(Data extract begins)

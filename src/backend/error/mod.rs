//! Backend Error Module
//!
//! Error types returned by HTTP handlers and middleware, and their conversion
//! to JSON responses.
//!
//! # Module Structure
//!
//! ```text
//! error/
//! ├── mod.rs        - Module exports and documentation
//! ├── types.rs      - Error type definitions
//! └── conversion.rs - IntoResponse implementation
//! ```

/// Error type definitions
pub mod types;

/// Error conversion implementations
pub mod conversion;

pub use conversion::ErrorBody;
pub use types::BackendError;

(Data extract ends)
(Data extract begins)

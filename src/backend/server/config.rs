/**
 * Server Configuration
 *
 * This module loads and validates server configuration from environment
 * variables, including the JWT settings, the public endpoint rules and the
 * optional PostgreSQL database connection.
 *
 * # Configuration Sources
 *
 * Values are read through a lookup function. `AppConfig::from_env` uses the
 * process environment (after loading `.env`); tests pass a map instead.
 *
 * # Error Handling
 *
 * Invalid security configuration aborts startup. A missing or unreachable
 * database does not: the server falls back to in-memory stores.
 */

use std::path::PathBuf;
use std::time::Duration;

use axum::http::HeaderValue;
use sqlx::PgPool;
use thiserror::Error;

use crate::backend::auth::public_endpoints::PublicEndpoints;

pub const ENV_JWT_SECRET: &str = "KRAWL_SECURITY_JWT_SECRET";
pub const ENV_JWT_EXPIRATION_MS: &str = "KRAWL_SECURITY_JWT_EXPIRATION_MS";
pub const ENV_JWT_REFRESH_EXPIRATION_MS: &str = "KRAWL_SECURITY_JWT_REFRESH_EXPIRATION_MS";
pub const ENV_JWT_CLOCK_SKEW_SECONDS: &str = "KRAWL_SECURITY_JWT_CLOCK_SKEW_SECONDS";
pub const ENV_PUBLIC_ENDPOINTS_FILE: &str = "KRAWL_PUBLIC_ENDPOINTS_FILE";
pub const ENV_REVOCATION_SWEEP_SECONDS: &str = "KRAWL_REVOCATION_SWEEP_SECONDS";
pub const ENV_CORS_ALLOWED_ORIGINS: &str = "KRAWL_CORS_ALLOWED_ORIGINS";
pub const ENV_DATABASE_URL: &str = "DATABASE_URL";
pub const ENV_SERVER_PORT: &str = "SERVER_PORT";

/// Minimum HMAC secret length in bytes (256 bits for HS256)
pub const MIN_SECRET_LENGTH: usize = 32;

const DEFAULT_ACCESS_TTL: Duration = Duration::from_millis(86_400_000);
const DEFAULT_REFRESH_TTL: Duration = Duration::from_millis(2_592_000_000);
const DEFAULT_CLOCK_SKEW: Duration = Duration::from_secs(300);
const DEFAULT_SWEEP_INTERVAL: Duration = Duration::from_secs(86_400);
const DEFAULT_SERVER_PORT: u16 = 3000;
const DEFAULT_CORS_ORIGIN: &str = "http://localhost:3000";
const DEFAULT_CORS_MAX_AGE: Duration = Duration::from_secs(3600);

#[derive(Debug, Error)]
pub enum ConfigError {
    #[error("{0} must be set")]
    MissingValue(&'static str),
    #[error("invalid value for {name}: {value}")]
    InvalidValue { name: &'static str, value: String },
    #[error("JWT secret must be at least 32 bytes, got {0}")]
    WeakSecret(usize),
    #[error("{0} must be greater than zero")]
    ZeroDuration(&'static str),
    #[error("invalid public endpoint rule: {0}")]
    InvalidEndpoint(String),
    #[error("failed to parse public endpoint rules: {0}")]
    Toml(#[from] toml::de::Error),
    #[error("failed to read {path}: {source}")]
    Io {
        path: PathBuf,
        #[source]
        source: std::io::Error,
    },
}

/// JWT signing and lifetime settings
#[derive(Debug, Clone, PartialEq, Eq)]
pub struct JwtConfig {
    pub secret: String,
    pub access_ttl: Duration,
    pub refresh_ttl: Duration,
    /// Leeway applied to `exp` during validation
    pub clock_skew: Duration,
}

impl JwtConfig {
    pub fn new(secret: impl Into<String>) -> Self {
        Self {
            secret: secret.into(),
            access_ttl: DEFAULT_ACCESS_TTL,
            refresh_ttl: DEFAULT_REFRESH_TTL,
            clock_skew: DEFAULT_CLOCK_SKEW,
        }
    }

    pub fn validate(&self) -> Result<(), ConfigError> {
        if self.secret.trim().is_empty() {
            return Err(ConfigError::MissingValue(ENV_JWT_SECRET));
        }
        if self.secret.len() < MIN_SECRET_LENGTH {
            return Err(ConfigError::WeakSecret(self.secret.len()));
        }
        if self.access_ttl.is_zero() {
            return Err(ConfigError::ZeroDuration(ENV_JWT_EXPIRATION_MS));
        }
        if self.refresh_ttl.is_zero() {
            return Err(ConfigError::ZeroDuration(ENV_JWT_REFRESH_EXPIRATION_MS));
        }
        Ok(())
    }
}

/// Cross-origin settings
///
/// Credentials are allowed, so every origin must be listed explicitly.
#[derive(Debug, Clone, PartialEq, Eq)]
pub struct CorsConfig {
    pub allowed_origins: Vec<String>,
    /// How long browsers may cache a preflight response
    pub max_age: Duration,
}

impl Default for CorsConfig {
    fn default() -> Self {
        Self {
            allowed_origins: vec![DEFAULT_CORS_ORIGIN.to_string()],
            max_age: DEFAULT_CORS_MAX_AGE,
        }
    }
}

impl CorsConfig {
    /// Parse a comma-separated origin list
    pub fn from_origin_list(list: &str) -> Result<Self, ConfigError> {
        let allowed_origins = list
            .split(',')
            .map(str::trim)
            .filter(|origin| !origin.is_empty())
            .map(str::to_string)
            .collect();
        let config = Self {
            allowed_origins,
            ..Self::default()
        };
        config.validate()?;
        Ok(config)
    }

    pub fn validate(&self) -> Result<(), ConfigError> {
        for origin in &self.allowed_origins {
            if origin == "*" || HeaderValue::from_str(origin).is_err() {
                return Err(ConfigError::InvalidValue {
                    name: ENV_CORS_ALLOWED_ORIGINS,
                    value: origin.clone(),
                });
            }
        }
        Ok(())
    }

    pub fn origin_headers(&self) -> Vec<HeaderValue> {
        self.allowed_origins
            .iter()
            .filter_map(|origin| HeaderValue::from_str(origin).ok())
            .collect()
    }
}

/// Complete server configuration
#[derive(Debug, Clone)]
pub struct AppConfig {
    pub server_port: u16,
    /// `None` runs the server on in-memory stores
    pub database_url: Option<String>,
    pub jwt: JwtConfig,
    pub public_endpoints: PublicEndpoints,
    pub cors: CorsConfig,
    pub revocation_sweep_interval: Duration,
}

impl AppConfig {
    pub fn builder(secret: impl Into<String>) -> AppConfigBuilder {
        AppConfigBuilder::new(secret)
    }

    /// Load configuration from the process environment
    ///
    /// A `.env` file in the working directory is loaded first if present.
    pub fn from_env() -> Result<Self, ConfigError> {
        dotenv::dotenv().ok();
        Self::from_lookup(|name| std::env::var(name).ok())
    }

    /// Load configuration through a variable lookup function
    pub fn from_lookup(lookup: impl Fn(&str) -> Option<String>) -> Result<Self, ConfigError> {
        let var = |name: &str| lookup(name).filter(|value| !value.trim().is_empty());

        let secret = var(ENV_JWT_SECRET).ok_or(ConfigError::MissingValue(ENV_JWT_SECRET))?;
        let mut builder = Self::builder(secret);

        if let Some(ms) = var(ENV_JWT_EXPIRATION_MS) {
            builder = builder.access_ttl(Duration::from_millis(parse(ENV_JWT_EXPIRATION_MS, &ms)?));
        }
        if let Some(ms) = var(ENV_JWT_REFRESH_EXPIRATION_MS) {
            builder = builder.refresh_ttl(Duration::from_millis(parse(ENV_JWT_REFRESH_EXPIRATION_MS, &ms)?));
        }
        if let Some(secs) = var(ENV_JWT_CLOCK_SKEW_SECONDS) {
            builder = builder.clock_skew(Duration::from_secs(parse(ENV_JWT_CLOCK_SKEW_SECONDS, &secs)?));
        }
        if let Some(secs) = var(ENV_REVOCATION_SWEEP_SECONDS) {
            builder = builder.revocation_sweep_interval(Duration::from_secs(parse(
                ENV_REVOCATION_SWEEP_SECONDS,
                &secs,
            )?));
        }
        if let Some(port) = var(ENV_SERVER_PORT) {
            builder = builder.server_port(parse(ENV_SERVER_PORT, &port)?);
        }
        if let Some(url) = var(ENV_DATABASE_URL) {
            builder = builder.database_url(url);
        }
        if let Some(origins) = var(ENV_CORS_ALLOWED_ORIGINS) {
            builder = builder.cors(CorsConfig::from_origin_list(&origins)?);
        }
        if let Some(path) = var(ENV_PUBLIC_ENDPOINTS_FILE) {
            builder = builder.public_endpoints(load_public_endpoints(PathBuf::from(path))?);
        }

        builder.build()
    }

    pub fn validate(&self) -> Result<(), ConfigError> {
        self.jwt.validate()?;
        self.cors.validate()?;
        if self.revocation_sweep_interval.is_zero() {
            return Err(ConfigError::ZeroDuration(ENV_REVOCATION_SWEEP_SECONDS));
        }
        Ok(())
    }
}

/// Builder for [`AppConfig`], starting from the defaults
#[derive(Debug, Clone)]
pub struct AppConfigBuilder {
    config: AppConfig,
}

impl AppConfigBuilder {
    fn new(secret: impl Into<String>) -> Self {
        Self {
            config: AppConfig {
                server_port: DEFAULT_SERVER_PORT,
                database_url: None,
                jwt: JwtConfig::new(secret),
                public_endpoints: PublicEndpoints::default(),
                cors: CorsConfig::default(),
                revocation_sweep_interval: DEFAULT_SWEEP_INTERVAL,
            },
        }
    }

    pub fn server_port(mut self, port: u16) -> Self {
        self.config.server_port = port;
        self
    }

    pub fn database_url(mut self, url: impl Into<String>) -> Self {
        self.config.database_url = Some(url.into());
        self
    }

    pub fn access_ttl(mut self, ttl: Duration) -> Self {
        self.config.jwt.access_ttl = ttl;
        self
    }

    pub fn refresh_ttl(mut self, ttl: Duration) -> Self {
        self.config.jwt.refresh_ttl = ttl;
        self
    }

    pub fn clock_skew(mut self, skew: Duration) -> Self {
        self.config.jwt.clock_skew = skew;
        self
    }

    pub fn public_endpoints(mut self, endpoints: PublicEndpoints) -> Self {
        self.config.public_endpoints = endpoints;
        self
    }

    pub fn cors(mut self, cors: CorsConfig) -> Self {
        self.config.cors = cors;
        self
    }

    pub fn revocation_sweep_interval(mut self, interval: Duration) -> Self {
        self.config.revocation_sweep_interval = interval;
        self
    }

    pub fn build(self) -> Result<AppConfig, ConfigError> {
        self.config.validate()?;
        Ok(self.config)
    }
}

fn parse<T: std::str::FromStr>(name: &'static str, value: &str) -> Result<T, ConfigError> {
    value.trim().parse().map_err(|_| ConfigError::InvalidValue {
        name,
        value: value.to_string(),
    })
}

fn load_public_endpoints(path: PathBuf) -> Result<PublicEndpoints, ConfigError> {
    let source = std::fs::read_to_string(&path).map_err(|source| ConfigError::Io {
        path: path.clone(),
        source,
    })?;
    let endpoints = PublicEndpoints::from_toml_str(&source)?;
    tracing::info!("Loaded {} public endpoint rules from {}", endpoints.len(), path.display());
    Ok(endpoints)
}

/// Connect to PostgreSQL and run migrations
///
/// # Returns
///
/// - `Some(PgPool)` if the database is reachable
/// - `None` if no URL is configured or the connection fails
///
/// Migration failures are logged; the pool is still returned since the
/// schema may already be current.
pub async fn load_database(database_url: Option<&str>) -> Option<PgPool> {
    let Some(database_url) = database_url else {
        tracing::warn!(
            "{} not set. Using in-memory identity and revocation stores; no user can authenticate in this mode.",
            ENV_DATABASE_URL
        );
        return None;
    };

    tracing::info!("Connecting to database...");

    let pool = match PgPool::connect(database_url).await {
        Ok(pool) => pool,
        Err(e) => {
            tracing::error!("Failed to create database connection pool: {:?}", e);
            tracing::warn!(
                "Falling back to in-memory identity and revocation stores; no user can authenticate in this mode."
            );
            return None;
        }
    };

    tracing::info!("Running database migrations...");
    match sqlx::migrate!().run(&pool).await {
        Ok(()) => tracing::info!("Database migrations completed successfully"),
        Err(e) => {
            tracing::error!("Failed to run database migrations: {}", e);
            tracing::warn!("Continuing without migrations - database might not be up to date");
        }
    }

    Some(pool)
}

(Data extract ends)

What you should do:
Filter the entries and copy out every line with the word "warn".

Answer for the task:
        tracing::warn!(
            tracing::warn!(
            tracing::warn!("Continuing without migrations - database might not be up to date");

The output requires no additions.